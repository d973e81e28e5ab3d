//! Store adapter contract.

use std::future::Future;
use std::sync::Arc;
use std::time::Duration;

use crate::error::LockResult;

/// A shared key-value store with per-entry expiry.
///
/// This is the only thing the lock coordinator needs from the outside world.
/// Every process taking part in locking must talk to the same store; the
/// existence of an entry under a given key *is* the lock.
///
/// # Example
///
/// ```rust,ignore
/// let created = store
///     .create_if_absent("order:42", "token", Duration::from_secs(600), "mutex")
///     .await?;
/// if created {
///     // we own "order:42" until we delete it or the TTL runs out
/// }
/// ```
pub trait EphemeralStore: Send + Sync + 'static {
    /// Atomically creates `key` in `namespace` holding `value` for `ttl`.
    ///
    /// Returns `Ok(true)` iff this call created the entry. An existing,
    /// unexpired entry leaves the store unchanged and yields `Ok(false)`.
    fn create_if_absent(
        &self,
        key: &str,
        value: &str,
        ttl: Duration,
        namespace: &str,
    ) -> impl Future<Output = LockResult<bool>> + Send;

    /// Deletes `key` from `namespace`.
    ///
    /// Idempotent: deleting an absent key is not an error.
    fn delete(&self, key: &str, namespace: &str) -> impl Future<Output = LockResult<()>> + Send;

    /// Atomically deletes `key` only if it currently holds `value`.
    ///
    /// Returns `Ok(true)` if the entry was removed.
    fn delete_if_matches(
        &self,
        key: &str,
        value: &str,
        namespace: &str,
    ) -> impl Future<Output = LockResult<bool>> + Send;

    /// Longest key the store accepts, if it has a limit.
    fn max_key_length(&self) -> Option<usize> {
        None
    }
}

impl<S: EphemeralStore> EphemeralStore for Arc<S> {
    fn create_if_absent(
        &self,
        key: &str,
        value: &str,
        ttl: Duration,
        namespace: &str,
    ) -> impl Future<Output = LockResult<bool>> + Send {
        (**self).create_if_absent(key, value, ttl, namespace)
    }

    fn delete(&self, key: &str, namespace: &str) -> impl Future<Output = LockResult<()>> + Send {
        (**self).delete(key, namespace)
    }

    fn delete_if_matches(
        &self,
        key: &str,
        value: &str,
        namespace: &str,
    ) -> impl Future<Output = LockResult<bool>> + Send {
        (**self).delete_if_matches(key, value, namespace)
    }

    fn max_key_length(&self) -> Option<usize> {
        (**self).max_key_length()
    }
}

:::

> What to do:
In your answer, reproduce every entry exactly as it was written.

> Exercise result:
repository d973e81e28e5ab3d
//! Store adapter contract.

use std::future::Future;
use std::sync::Arc;
use std::time::Duration;

use crate::error::LockResult;

/// A shared key-value store with per-entry expiry.
///
/// This is the only thing the lock coordinator needs from the outside world.
/// Every process taking part in locking must talk to the same store; the
/// existence of an entry under a given key *is* the lock.
///
/// # Example
///
/// ```rust,ignore
/// let created = store
///     .create_if_absent("order:42", "token", Duration::from_secs(600), "mutex")
///     .await?;
/// if created {
///     // we own "order:42" until we delete it or the TTL runs out
/// }
/// ```
pub trait EphemeralStore: Send + Sync + 'static {
    /// Atomically creates `key` in `namespace` holding `value` for `ttl`.
    ///
    /// Returns `Ok(true)` iff this call created the entry. An existing,
    /// unexpired entry leaves the store unchanged and yields `Ok(false)`.
    fn create_if_absent(
        &self,
        key: &str,
        value: &str,
        ttl: Duration,
        namespace: &str,
    ) -> impl Future<Output = LockResult<bool>> + Send;

    /// Deletes `key` from `namespace`.
    ///
    /// Idempotent: deleting an absent key is not an error.
    fn delete(&self, key: &str, namespace: &str) -> impl Future<Output = LockResult<()>> + Send;

    /// Atomically deletes `key` only if it currently holds `value`.
    ///
    /// Returns `Ok(true)` if the entry was removed.
    fn delete_if_matches(
        &self,
        key: &str,
        value: &str,
        namespace: &str,
    ) -> impl Future<Output = LockResult<bool>> + Send;

    /// Longest key the store accepts, if it has a limit.
    fn max_key_length(&self) -> Option<usize> {
        None
    }
}

impl<S: EphemeralStore> EphemeralStore for Arc<S> {
    fn create_if_absent(
        &self,
        key: &str,
        value: &str,
        ttl: Duration,
        namespace: &str,
    ) -> impl Future<Output = LockResult<bool>> + Send {
        (**self).create_if_absent(key, value, ttl, namespace)
    }

    fn delete(&self, key: &str, namespace: &str) -> impl Future<Output = LockResult<()>> + Send {
        (**self).delete(key, namespace)
    }

    fn delete_if_matches(
        &self,
        key: &str,
        value: &str,
        namespace: &str,
    ) -> impl Future<Output = LockResult<bool>> + Send {
        (**self).delete_if_matches(key, value, namespace)
    }

    fn max_key_length(&self) -> Option<usize> {
        (**self).max_key_length()
    }
}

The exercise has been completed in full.